Then a couple years later Mel did an installation in an apartment in Rome that had been used during WW II to house Gypsies, Jews and Communists - anyone the Facist regime saw as being an "outsider" or threatening to their political goals. Such people were imprisoned in this apartment for months, then eventually sent off to the death camps. Mel did an installation in this space - transformed after WW II into the Museo Storico della Liberazione di Roma - where he spread rumpled army blankets, like "canvasses," over the floors of three rooms and on each blanket constructed a six-pointed Jewish star of burnt match sticks. One was a mass of burnt matches piled within the outline of the star's six points; another was composed of triangles made from 365 burnt matches to mark the days of one year in the life of the prisoners held there. These pieces - ingenious geometric patterns - were, at the same time, carriers of grief, loss and fear. Their impact was extraordinary.

At that point, I had the two sets of images together in my mind - the cubes and the stars - and I really wanted to write about them, but I couldn't imagine how I was going to write about cubes? Then Norma Cole's book arrived in the mail. It was called MARS and in the middle of the cover was this very finely collaged piece by Jess - Robert Duncan's companion - and in the middle of that collage there was a griffin with a highly etched wing. When I saw that wing, it suddenly gave me my starting place and I began to write. But also in the background was the fact that Joe Brainard was dying of AIDS in NYC. Joe had been a friend of mine in the early Sixties whose collages and paintings I found intriguing - I still have a "flag & oranges" painting in my study that I bought from him in 1964. For many years, Joe's companion was Kenward Elmslie, whose wacky poems and libretti I loved, so when I went through NYC the next spring on my way to Rome I visited Kenward and we talked a lot about Joe, who was very ill in the hospital. So I had them both on my mind during the time I was writing WING - Joe was dying and Kenward was living and suffering.
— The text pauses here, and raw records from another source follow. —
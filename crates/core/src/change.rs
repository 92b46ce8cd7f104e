//! The uniform change protocol between section editors and the encounter session.

use crate::error::{ChangeError, ChangeResult};
use crate::record::diagnosis::DiagnosisChange;
use crate::record::examination::ExaminationChange;
use crate::record::follow_up::FollowUpChange;
use crate::record::history::HistoryChange;
use crate::record::investigations::InvestigationsChange;
use crate::record::orders::OrdersChange;
use crate::record::SectionId;
use hims_uuid::EntityId;
use serde::de::DeserializeOwned;
use serde::{Deserialize, Serialize};
use std::collections::HashSet;

/// A field-level change addressed to one record slice.
#[derive(Clone, Debug, PartialEq, Serialize, Deserialize)]
#[serde(tag = "section", content = "change", rename_all = "kebab-case")]
pub enum SectionChange {
    History(HistoryChange),
    Examination(ExaminationChange),
    Diagnosis(DiagnosisChange),
    Orders(OrdersChange),
    Investigations(InvestigationsChange),
    FollowUp(FollowUpChange),
}

impl SectionChange {
    pub fn section(&self) -> SectionId {
        match self {
            SectionChange::History(_) => SectionId::History,
            SectionChange::Examination(_) => SectionId::Examination,
            SectionChange::Diagnosis(_) => SectionId::Diagnosis,
            SectionChange::Orders(_) => SectionId::Orders,
            SectionChange::Investigations(_) => SectionId::Investigations,
            SectionChange::FollowUp(_) => SectionId::FollowUp,
        }
    }

    /// Field names accepted by `section`.
    pub fn fields(section: SectionId) -> &'static [&'static str] {
        match section {
            SectionId::History => HistoryChange::FIELDS,
            SectionId::Examination => ExaminationChange::FIELDS,
            SectionId::Diagnosis => DiagnosisChange::FIELDS,
            SectionId::Orders => OrdersChange::FIELDS,
            SectionId::Investigations => InvestigationsChange::FIELDS,
            SectionId::FollowUp => FollowUpChange::FIELDS,
        }
    }

    /// Builds a change from an untyped `(section, field, value)` triple.
    ///
    /// # Errors
    ///
    /// - [`ChangeError::UnknownField`] if `field` is not a field of `section`.
    /// - [`ChangeError::InvalidValue`] if `value` does not have the field's shape.
    /// - [`ChangeError::DuplicateId`] or [`ChangeError::OrderOutOfSequence`] if a list is
    ///   well-typed but breaks its keying rules (see [`SectionChange::check`]).
    pub fn from_parts(
        section: SectionId,
        field: &str,
        value: serde_json::Value,
    ) -> ChangeResult<Self> {
        if !Self::fields(section).iter().any(|known| *known == field) {
            return Err(ChangeError::UnknownField {
                section,
                field: field.to_owned(),
            });
        }

        let tagged = serde_json::json!({ "field": field, "value": value });
        let change = match section {
            SectionId::History => parse(section, field, tagged).map(SectionChange::History),
            SectionId::Examination => {
                parse(section, field, tagged).map(SectionChange::Examination)
            }
            SectionId::Diagnosis => parse(section, field, tagged).map(SectionChange::Diagnosis),
            SectionId::Orders => parse(section, field, tagged).map(SectionChange::Orders),
            SectionId::Investigations => {
                parse(section, field, tagged).map(SectionChange::Investigations)
            }
            SectionId::FollowUp => parse(section, field, tagged).map(SectionChange::FollowUp),
        }?;
        change.check()?;
        Ok(change)
    }

    /// Checks list invariants that types alone cannot express.
    ///
    /// Every id-keyed list must hold each id once, and diagnosis `order` must be `1..=n` in
    /// list order. Editors always produce lists that pass; changes built from client input
    /// may not.
    pub fn check(&self) -> ChangeResult<()> {
        let section = self.section();
        match self {
            SectionChange::History(HistoryChange::FamilyMembers(members)) => {
                unique_ids(section, "familyMembers", members.iter().map(|m| m.id))
            }
            SectionChange::Diagnosis(DiagnosisChange::Diagnoses(diagnoses)) => {
                unique_ids(section, "diagnoses", diagnoses.iter().map(|d| d.id))?;
                for (position, diagnosis) in (1u32..).zip(diagnoses) {
                    if diagnosis.order != position {
                        return Err(ChangeError::OrderOutOfSequence {
                            position,
                            order: diagnosis.order,
                        });
                    }
                }
                Ok(())
            }
            SectionChange::Orders(OrdersChange::Medications(medications)) => {
                unique_ids(section, "medications", medications.iter().map(|m| m.id))
            }
            SectionChange::Orders(OrdersChange::InvestigationOrders(orders)) => {
                unique_ids(section, "investigationOrders", orders.iter().map(|o| o.id))
            }
            SectionChange::Investigations(InvestigationsChange::Investigations(investigations)) => {
                unique_ids(
                    section,
                    "investigations",
                    investigations.iter().map(|i| i.id),
                )?;
                for result in investigations.iter().filter_map(|i| i.result.as_ref()) {
                    unique_ids(
                        section,
                        "investigations.attachments",
                        result.attachments.iter().map(|a| a.id),
                    )?;
                }
                Ok(())
            }
            SectionChange::FollowUp(FollowUpChange::EmergencyContacts(contacts)) => {
                unique_ids(section, "emergencyContacts", contacts.iter().map(|c| c.id))
            }
            _ => Ok(()),
        }
    }
}

fn unique_ids(
    section: SectionId,
    field: &str,
    ids: impl Iterator<Item = EntityId>,
) -> ChangeResult<()> {
    let mut seen = HashSet::new();
    for id in ids {
        if !seen.insert(id) {
            return Err(ChangeError::DuplicateId {
                section,
                field: field.to_owned(),
                id,
            });
        }
    }
    Ok(())
}

fn parse<T: DeserializeOwned>(
    section: SectionId,
    field: &str,
    tagged: serde_json::Value,
) -> ChangeResult<T> {
    serde_json::from_value(tagged).map_err(|source| ChangeError::InvalidValue {
        section,
        field: field.to_owned(),
        source,
    })
}

impl From<HistoryChange> for SectionChange {
    fn from(change: HistoryChange) -> Self {
        SectionChange::History(change)
    }
}

impl From<ExaminationChange> for SectionChange {
    fn from(change: ExaminationChange) -> Self {
        SectionChange::Examination(change)
    }
}

impl From<DiagnosisChange> for SectionChange {
    fn from(change: DiagnosisChange) -> Self {
        SectionChange::Diagnosis(change)
    }
}

impl From<OrdersChange> for SectionChange {
    fn from(change: OrdersChange) -> Self {
        SectionChange::Orders(change)
    }
}

impl From<InvestigationsChange> for SectionChange {
    fn from(change: InvestigationsChange) -> Self {
        SectionChange::Investigations(change)
    }
}

impl From<FollowUpChange> for SectionChange {
    fn from(change: FollowUpChange) -> Self {
        SectionChange::FollowUp(change)
    }
}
They both appear in this poem . . . they are the two men walking, their bodies & spirits changing form.

But what interests me, in retrospect, is that Mel Bochner's paintings and subsequent installation didn't come together for this serial poem until five years later. The abstract cubes were not, when first encountered, an obvious "emotive springboard" for me, yet they compelled my attention again after seeing the second work of his - the installation. Once I found my point of entry into this material, I was completely riveted . . . and all that I'd been carrying in me, that touched on living and dying, entered into it. Was I thinking about how my words would be socially situated? No. I worked in a kind of trance in which "out there" had no existence. Yet the poem, when finished, was clearly addressing the shared human situation of death, the breaking-down of matter and its concomitant rebuilding of the New. Was the double visual / political impact of these seemingly unrelated sets of images - their emotional unfolding in me over years - external or internal? Both, I think.

LS: So the page became a literal space and not one that was an abstract concept - a space as background for the printed poem?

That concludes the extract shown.